THE PROBLEM:
What you return should be each line of the data containing the string "count".

(Stored data)

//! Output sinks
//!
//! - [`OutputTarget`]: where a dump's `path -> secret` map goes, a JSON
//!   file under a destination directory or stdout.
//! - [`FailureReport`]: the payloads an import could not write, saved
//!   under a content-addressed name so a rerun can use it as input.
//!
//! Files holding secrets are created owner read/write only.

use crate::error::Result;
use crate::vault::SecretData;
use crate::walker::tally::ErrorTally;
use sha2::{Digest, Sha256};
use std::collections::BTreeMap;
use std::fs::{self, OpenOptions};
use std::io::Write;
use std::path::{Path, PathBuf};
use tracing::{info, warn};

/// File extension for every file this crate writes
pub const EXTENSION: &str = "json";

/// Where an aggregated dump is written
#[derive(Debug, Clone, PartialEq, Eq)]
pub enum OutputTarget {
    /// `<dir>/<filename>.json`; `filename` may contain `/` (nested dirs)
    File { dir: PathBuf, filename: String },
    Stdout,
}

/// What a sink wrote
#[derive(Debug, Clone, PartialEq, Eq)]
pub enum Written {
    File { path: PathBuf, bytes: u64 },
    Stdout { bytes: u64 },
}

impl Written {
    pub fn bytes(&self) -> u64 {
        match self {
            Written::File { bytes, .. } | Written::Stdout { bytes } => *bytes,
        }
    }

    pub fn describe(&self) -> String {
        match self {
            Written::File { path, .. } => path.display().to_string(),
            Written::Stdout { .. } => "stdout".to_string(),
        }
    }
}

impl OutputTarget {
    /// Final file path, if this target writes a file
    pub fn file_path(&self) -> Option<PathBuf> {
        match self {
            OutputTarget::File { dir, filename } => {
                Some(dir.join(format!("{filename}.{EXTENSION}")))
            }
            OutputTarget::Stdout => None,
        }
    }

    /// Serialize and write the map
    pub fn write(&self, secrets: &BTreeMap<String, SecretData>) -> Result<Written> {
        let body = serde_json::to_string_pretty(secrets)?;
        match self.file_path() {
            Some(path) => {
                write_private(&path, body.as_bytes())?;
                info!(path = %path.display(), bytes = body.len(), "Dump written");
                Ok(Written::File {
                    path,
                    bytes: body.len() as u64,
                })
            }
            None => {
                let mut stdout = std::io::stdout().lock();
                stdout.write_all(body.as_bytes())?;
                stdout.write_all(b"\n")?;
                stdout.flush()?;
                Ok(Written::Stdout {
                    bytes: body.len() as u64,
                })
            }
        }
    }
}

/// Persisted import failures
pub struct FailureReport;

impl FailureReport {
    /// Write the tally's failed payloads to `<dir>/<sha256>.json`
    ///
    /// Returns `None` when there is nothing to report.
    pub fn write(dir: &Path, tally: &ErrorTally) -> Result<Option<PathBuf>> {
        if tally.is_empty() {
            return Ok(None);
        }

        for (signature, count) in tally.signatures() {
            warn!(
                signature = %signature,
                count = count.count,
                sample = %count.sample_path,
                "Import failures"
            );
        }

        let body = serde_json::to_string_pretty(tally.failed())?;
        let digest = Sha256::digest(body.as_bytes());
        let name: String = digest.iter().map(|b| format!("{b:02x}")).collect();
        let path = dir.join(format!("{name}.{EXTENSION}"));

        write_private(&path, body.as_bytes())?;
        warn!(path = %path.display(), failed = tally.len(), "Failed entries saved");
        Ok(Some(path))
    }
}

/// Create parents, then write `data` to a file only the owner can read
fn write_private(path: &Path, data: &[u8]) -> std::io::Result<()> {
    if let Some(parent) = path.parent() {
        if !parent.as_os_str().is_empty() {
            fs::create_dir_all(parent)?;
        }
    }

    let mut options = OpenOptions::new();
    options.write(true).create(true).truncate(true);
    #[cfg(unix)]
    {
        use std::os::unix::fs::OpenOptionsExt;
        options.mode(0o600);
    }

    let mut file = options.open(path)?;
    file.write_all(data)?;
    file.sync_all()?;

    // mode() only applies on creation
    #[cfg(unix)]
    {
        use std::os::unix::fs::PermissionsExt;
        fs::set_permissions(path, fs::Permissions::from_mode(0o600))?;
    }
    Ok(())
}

--

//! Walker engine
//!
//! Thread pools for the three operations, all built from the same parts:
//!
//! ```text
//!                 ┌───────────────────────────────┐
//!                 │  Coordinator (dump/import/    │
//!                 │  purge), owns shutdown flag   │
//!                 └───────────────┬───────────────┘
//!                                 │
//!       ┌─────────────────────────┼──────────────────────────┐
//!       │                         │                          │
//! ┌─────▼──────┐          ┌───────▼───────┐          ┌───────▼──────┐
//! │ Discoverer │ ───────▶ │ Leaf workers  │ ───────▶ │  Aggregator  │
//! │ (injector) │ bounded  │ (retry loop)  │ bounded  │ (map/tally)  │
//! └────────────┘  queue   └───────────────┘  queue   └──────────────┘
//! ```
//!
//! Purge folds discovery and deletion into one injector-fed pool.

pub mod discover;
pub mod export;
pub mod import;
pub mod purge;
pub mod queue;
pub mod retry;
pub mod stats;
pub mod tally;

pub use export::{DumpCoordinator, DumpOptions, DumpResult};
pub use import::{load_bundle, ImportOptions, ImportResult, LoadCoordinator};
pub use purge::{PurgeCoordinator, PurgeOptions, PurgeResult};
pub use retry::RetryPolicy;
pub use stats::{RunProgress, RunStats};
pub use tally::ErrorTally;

==

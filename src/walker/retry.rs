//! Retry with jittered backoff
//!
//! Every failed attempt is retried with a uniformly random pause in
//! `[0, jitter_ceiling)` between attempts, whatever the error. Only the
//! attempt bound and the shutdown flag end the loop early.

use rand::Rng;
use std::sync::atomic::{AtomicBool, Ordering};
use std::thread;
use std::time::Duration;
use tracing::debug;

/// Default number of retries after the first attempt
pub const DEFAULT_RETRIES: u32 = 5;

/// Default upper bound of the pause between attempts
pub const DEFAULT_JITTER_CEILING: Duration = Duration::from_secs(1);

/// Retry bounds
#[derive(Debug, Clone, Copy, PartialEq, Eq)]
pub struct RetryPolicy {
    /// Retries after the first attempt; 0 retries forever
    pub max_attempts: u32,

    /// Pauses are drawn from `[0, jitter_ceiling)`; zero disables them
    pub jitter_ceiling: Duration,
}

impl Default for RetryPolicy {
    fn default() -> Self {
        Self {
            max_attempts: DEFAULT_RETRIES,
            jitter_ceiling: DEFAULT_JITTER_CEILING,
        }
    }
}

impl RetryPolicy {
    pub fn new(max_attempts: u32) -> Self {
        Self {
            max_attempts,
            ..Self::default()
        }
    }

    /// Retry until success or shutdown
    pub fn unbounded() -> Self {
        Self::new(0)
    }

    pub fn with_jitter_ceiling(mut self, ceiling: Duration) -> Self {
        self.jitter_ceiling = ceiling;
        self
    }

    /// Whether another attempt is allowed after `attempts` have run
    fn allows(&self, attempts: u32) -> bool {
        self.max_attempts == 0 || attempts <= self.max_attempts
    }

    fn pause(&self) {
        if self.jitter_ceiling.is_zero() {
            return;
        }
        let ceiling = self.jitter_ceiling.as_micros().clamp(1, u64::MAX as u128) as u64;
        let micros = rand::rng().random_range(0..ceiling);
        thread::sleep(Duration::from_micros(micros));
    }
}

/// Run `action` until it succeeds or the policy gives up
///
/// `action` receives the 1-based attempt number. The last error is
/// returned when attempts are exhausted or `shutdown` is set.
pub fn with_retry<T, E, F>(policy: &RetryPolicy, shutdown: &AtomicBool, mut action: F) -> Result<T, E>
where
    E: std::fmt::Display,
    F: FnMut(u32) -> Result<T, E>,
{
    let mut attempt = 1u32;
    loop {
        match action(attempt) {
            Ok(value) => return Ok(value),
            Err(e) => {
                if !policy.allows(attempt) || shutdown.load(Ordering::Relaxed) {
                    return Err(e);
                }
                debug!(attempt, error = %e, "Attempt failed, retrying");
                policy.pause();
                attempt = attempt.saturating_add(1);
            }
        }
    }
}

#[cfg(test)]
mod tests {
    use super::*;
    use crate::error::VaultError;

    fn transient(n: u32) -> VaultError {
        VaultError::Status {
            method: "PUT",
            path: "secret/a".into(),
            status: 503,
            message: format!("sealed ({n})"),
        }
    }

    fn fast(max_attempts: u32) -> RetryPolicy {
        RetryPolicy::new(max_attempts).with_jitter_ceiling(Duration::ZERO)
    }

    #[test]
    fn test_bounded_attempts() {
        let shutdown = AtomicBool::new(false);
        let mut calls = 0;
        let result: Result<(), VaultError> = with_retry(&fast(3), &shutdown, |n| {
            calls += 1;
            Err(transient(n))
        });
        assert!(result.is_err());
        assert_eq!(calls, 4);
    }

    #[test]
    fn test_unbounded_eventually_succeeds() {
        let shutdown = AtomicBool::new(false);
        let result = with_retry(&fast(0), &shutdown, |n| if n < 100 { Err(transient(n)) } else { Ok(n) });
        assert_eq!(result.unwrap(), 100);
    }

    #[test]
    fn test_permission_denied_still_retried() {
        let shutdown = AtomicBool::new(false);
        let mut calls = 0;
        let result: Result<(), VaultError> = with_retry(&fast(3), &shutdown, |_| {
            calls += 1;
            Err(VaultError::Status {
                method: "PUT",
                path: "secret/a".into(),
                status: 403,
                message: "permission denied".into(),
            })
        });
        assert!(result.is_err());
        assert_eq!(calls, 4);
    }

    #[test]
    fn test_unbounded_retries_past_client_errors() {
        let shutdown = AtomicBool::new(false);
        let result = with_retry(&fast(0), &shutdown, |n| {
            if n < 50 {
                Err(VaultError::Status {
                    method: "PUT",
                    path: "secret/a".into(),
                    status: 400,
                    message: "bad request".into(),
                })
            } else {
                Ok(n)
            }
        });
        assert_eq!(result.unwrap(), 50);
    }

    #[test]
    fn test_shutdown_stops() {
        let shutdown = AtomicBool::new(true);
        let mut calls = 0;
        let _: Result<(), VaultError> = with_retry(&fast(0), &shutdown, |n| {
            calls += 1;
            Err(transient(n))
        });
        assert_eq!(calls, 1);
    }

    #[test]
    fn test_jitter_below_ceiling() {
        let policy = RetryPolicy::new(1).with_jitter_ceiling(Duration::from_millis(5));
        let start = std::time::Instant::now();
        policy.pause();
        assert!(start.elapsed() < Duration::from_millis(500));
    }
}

COMPLETED TASK:
        for (signature, count) in tally.signatures() {
                count = count.count,
                sample = %count.sample_path,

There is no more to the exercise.